Transformation takes place in one’s consciousness when one seeks the divine; one’s level of consciousness rises to pure consciousness, when one discards selfish and irrelevant motives, actions and practices.   Although kuru is incapable of total transformation of the kind, he becomes reasonable and accepts policing by communal consciousness.

               He is received by the community in “The Return of kuru”. He reconciles with Ozim the lion and chief of the kingdom.   All the animals in the kingdom rejoice on his return and re-integrate him into the community as the prodigal.  He is not celebrated as a hero of culture from whom good character traits should be emulated by members of the community.  It would have meant moral degeneration and degradation of the society; rather it shows the capacity of the society to accept and accommodate reformed characters.

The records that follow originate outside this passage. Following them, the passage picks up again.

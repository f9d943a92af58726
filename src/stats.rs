//! Robust, NaN-skipping statistics used throughout the pipeline.
//!
//! Conventions are pinned so outputs are reproducible across platforms:
//! every aggregate skips non-finite values, quantiles interpolate linearly,
//! the MAD-to-sigma factor is 1.4826, and scale denominators are guarded by
//! `EPS = 1e-6`.

use statrs::statistics::Statistics;

/// Gaussian consistency factor: MAD × 1.4826 ≈ σ for normal data.
pub const MAD_SCALE: f64 = 1.4826;

/// Zero-guard for scale denominators.
pub const EPS: f64 = 1e-6;

fn finite(values: &[f64]) -> Vec<f64> {
    values.iter().copied().filter(|v| v.is_finite()).collect()
}

/// Mean over finite values; NaN when none are finite.
pub fn nan_mean(values: &[f64]) -> f64 {
    let kept = finite(values);
    if kept.is_empty() {
        f64::NAN
    } else {
        kept.iter().mean()
    }
}

/// Population standard deviation over finite values; NaN when none are
/// finite.
pub fn nan_std(values: &[f64]) -> f64 {
    let kept = finite(values);
    if kept.is_empty() {
        f64::NAN
    } else {
        kept.iter().population_std_dev()
    }
}

/// Root-mean-square over finite values; 0 when none are finite.
pub fn nan_rms(values: &[f64]) -> f64 {
    let kept = finite(values);
    if kept.is_empty() {
        0.0
    } else {
        kept.iter().quadratic_mean()
    }
}

/// Median over finite values; NaN when none are finite.
pub fn nan_median(values: &[f64]) -> f64 {
    let mut kept = finite(values);
    if kept.is_empty() {
        return f64::NAN;
    }
    kept.sort_by(|a, b| a.partial_cmp(b).unwrap_or(std::cmp::Ordering::Equal));
    let n = kept.len();
    if n % 2 == 1 {
        kept[n / 2]
    } else {
        (kept[n / 2 - 1] + kept[n / 2]) / 2.0
    }
}

/// Raw median absolute deviation (unscaled) over finite values.
pub fn nan_mad(values: &[f64]) -> f64 {
    let med = nan_median(values);
    if !med.is_finite() {
        return f64::NAN;
    }
    let deviations: Vec<f64> = values
        .iter()
        .filter(|v| v.is_finite())
        .map(|v| (v - med).abs())
        .collect();
    nan_median(&deviations)
}

/// Linear-interpolation quantile over finite values, `q` in [0, 1].
///
/// With a single value that value is returned; with none, NaN.
pub fn quantile(values: &[f64], q: f64) -> f64 {
    let mut kept = finite(values);
    if kept.is_empty() {
        return f64::NAN;
    }
    kept.sort_by(|a, b| a.partial_cmp(b).unwrap_or(std::cmp::Ordering::Equal));
    if kept.len() == 1 {
        return kept[0];
    }
    let k = (kept.len() - 1) as f64 * q.clamp(0.0, 1.0);
    let f = k.floor() as usize;
    let c = k.ceil() as usize;
    if f == c {
        kept[f]
    } else {
        kept[f] * (c as f64 - k) + kept[c] * (k - f as f64)
    }
}

/// Rolling median over a trailing window.
///
/// Positions with fewer than `min_periods` finite values in the window
/// yield NaN.
pub fn rolling_median(values: &[f64], window: usize, min_periods: usize) -> Vec<f64> {
    rolling_apply(values, window, min_periods, nan_median)
}

/// Rolling MAD over a trailing window, scaled by [`MAD_SCALE`] to σ-like
/// units.
pub fn rolling_mad_scaled(values: &[f64], window: usize, min_periods: usize) -> Vec<f64> {
    rolling_apply(values, window, min_periods, |w| nan_mad(w) * MAD_SCALE)
}

fn rolling_apply<F>(values: &[f64], window: usize, min_periods: usize, f: F) -> Vec<f64>
where
    F: Fn(&[f64]) -> f64,
{
    let mut out = Vec::with_capacity(values.len());
    for i in 0..values.len() {
        let start = (i + 1).saturating_sub(window);
        let slice = &values[start..=i];
        let finite_count = slice.iter().filter(|v| v.is_finite()).count();
        if finite_count < min_periods {
            out.push(f64::NAN);
        } else {
            out.push(f(slice));
        }
    }
    out
}

/// Centered rolling mean with a minimum of one finite value per window.
///
/// An even `window` spans `window / 2` values before and `window / 2 - 1`
/// after the current position.
pub fn centered_rolling_mean(values: &[f64], window: usize) -> Vec<f64> {
    let half_before = window / 2;
    let half_after = window.saturating_sub(half_before + 1);
    let mut out = Vec::with_capacity(values.len());
    for i in 0..values.len() {
        let start = i.saturating_sub(half_before);
        let end = (i + half_after).min(values.len().saturating_sub(1));
        out.push(nan_mean(&values[start..=end]));
    }
    out
}

#[cfg(test)]
mod tests {
    use super::*;
    use approx::assert_relative_eq;

    #[test]
    fn median_skips_nan() {
        assert_relative_eq!(nan_median(&[1.0, f64::NAN, 3.0]), 2.0);
        assert!(nan_median(&[f64::NAN]).is_nan());
    }

    #[test]
    fn mad_of_constant_is_zero() {
        assert_relative_eq!(nan_mad(&[5.0, 5.0, 5.0]), 0.0);
    }

    #[test]
    fn quantile_interpolates_linearly() {
        let values: Vec<f64> = (0..10).map(|i| 0.10 + i as f64 * (0.85 / 9.0)).collect();
        // k = 9 * 0.75 = 6.75 → v6 + 0.75 * (v7 - v6)
        let expected = values[6] + 0.75 * (values[7] - values[6]);
        assert_relative_eq!(quantile(&values, 0.75), expected, epsilon = 1e-12);
    }

    #[test]
    fn quantile_of_single_value() {
        assert_relative_eq!(quantile(&[0.42], 0.75), 0.42);
    }

    #[test]
    fn rolling_median_respects_min_periods() {
        let xs = vec![1.0, 2.0, 3.0, 4.0, 5.0, 6.0];
        let med = rolling_median(&xs, 3, 3);
        assert!(med[0].is_nan());
        assert!(med[1].is_nan());
        assert_relative_eq!(med[2], 2.0);
        assert_relative_eq!(med[5], 5.0);
    }

    #[test]
    fn centered_mean_tracks_local_level() {
        let xs = vec![0.0; 20];
        let hp = centered_rolling_mean(&xs, 10);
        assert!(hp.iter().all(|v| v.abs() < 1e-12));
    }

    #[test]
    fn rms_ignores_non_finite() {
        assert_relative_eq!(nan_rms(&[3.0, f64::INFINITY, 4.0]), (12.5f64).sqrt());
        assert_relative_eq!(nan_rms(&[]), 0.0);
    }
}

               The punitive measures melted out to kuru have social relevance in the Ogoni community, Nigeria, Africa and other continents.   Laws regulate individuals, curb their excesses and condition them to live in consonance with the manners and practices that uphold decent behaviour and peaceful co-existence.  Whether at the metaphysical or existential level, the ontology of the community is breathing consciously its values into the members, who work in consonance with communal consciousness or group mind, the regulator, or fall short of it because of individual differences.   

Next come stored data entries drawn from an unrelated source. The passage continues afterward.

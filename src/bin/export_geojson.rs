//! GeoJSON export tool — pulls clusters and raw detections from a running
//! Roadwatch API and writes FeatureCollections for geojson.io / QGIS.
//!
//! ## Usage
//!
//! ```bash
//! cargo run --bin export-geojson -- --backend-url http://localhost:8000
//! ```

use anyhow::{Context, Result};
use clap::Parser;
use serde_json::{json, Value};
use std::path::PathBuf;
use tracing::info;

use roadwatch::stats::quantile;

/// Confidence quantile separating dashboard-worthy clusters from the rest.
const DASHBOARD_QUANTILE: f64 = 0.6;

#[derive(Parser, Debug)]
#[command(name = "export-geojson", about = "Export Roadwatch data as GeoJSON")]
struct CliArgs {
    /// Base URL of the Roadwatch API
    #[arg(long, default_value = "http://localhost:8000")]
    backend_url: String,

    /// Output directory
    #[arg(long, default_value = ".")]
    out_dir: PathBuf,

    /// API key forwarded as X-API-Key (if the backend requires one)
    #[arg(long, env = "API_KEY")]
    api_key: Option<String>,
}

async fn fetch_json(
    client: &reqwest::Client,
    url: &str,
    query: &[(&str, String)],
) -> Result<Vec<Value>> {
    let response = client
        .get(url)
        .query(query)
        .send()
        .await
        .with_context(|| format!("GET {url}"))?
        .error_for_status()?;
    Ok(response.json().await?)
}

fn point_feature(lat: f64, lon: f64, properties: Value) -> Value {
    json!({
        "type": "Feature",
        "geometry": { "type": "Point", "coordinates": [lon, lat] },
        "properties": properties,
    })
}

fn clusters_to_geojson(clusters: &[Value]) -> Value {
    let features: Vec<Value> = clusters
        .iter()
        .filter_map(|c| {
            let lat = c.get("lat").and_then(Value::as_f64)?;
            let lon = c.get("lon").and_then(Value::as_f64)?;
            let props = json!({
                "cluster_id": c.get("cluster_id"),
                "confidence": c.get("confidence"),
                "priority": c.get("priority"),
                "likelihood": c.get("likelihood"),
                "hits": c.get("hits"),
                "users": c.get("users"),
                "avg_intensity": c.get("avg_intensity"),
                "avg_stability": c.get("avg_stability"),
                "exposure": c.get("exposure"),
                "last_ts": c.get("last_ts"),
            });
            Some(point_feature(lat, lon, props))
        })
        .collect();
    json!({ "type": "FeatureCollection", "features": features })
}

fn detections_to_geojson(detections: &[Value]) -> Value {
    let features: Vec<Value> = detections
        .iter()
        .filter_map(|d| {
            let lat = d.get("latitude").and_then(Value::as_f64)?;
            let lon = d.get("longitude").and_then(Value::as_f64)?;
            let props = json!({
                "trip_id": d.get("trip_id"),
                "ts": d.get("ts"),
                "intensity": d.get("intensity"),
                "stability": d.get("stability"),
                "mount_state": d.get("mount_state"),
            });
            Some(point_feature(lat, lon, props))
        })
        .collect();
    json!({ "type": "FeatureCollection", "features": features })
}

/// Pick the dashboard subset: non-uncertain clusters at or above the
/// confidence quantile.
fn dashboard_subset(clusters: &[Value]) -> Vec<Value> {
    let candidates: Vec<&Value> = clusters
        .iter()
        .filter(|c| c.get("likelihood").and_then(Value::as_str) != Some("uncertain"))
        .collect();
    if candidates.is_empty() {
        return Vec::new();
    }

    let confidences: Vec<f64> = candidates
        .iter()
        .filter_map(|c| c.get("confidence").and_then(Value::as_f64))
        .collect();
    let threshold = quantile(&confidences, DASHBOARD_QUANTILE);

    candidates
        .into_iter()
        .filter(|c| {
            c.get("confidence")
                .and_then(Value::as_f64)
                .is_some_and(|conf| conf >= threshold)
        })
        .cloned()
        .collect()
}

#[tokio::main]
async fn main() -> Result<()> {
    let _ = dotenvy::dotenv();
    tracing_subscriber::fmt()
        .with_env_filter(
            tracing_subscriber::EnvFilter::try_from_default_env()
                .unwrap_or_else(|_| tracing_subscriber::EnvFilter::new("info")),
        )
        .init();

    let args = CliArgs::parse();

    let mut headers = reqwest::header::HeaderMap::new();
    if let Some(key) = &args.api_key {
        headers.insert("x-api-key", key.parse().context("invalid API key header")?);
    }
    let client = reqwest::Client::builder().default_headers(headers).build()?;

    info!(backend = %args.backend_url, "Fetching raw detections");
    let detections = fetch_json(
        &client,
        &format!("{}/api/v1/detections", args.backend_url),
        &[("min_intensity", "0".into()), ("limit", "20000".into())],
    )
    .await?;
    info!(count = detections.len(), "Got detections");

    info!("Fetching all clusters (no confidence cut)");
    let clusters = fetch_json(
        &client,
        &format!("{}/api/v1/clusters", args.backend_url),
        &[("min_conf", "0".into()), ("limit", "5000".into())],
    )
    .await?;
    info!(count = clusters.len(), "Got clusters");

    let dashboard = dashboard_subset(&clusters);
    info!(count = dashboard.len(), "Dashboard clusters after quantile cut");

    let outputs = [
        ("detections.geojson", detections_to_geojson(&detections)),
        ("clusters_all.geojson", clusters_to_geojson(&clusters)),
        ("clusters_dashboard.geojson", clusters_to_geojson(&dashboard)),
    ];
    for (name, doc) in outputs {
        let path = args.out_dir.join(name);
        std::fs::write(&path, serde_json::to_string_pretty(&doc)?)
            .with_context(|| format!("writing {}", path.display()))?;
        info!(path = %path.display(), "Saved");
    }

    Ok(())
}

              In conclusion, kuru is a wise animal in Ogoni Oral Literature that gets out of trouble using his wit.   Yet he is a trickster, whose wisdom degenerates to craftiness, causing problems for enemies as well as friends.   We can emulate his positive wisdom not his fraudulent practices.   There are various responses to his crimes which are determined by gravity, occasionally, intervention and attitude.   He is our own oral creation, a verisimilitude of the experiences we have garnered in our world.  He is as old as the community – centuries old.   Yet he has social relevance to old communal and new Nigerian laws; the social relevance of the tales is linked to the political, social or religious hero, who defrauds the public and becomes laudable through giving gifts, contributing to communal and national projects.   Indeed, Nigerians are fearless and realistic people who curb the excesses of political, social and religious tricksters.   The old consciousness of centuries is a relevant stream from which creative artists and historians draw; sociologists, lawyers, criminologists, anthropologists and historians can create mental rivulets from the tales into their fields for various research purposes.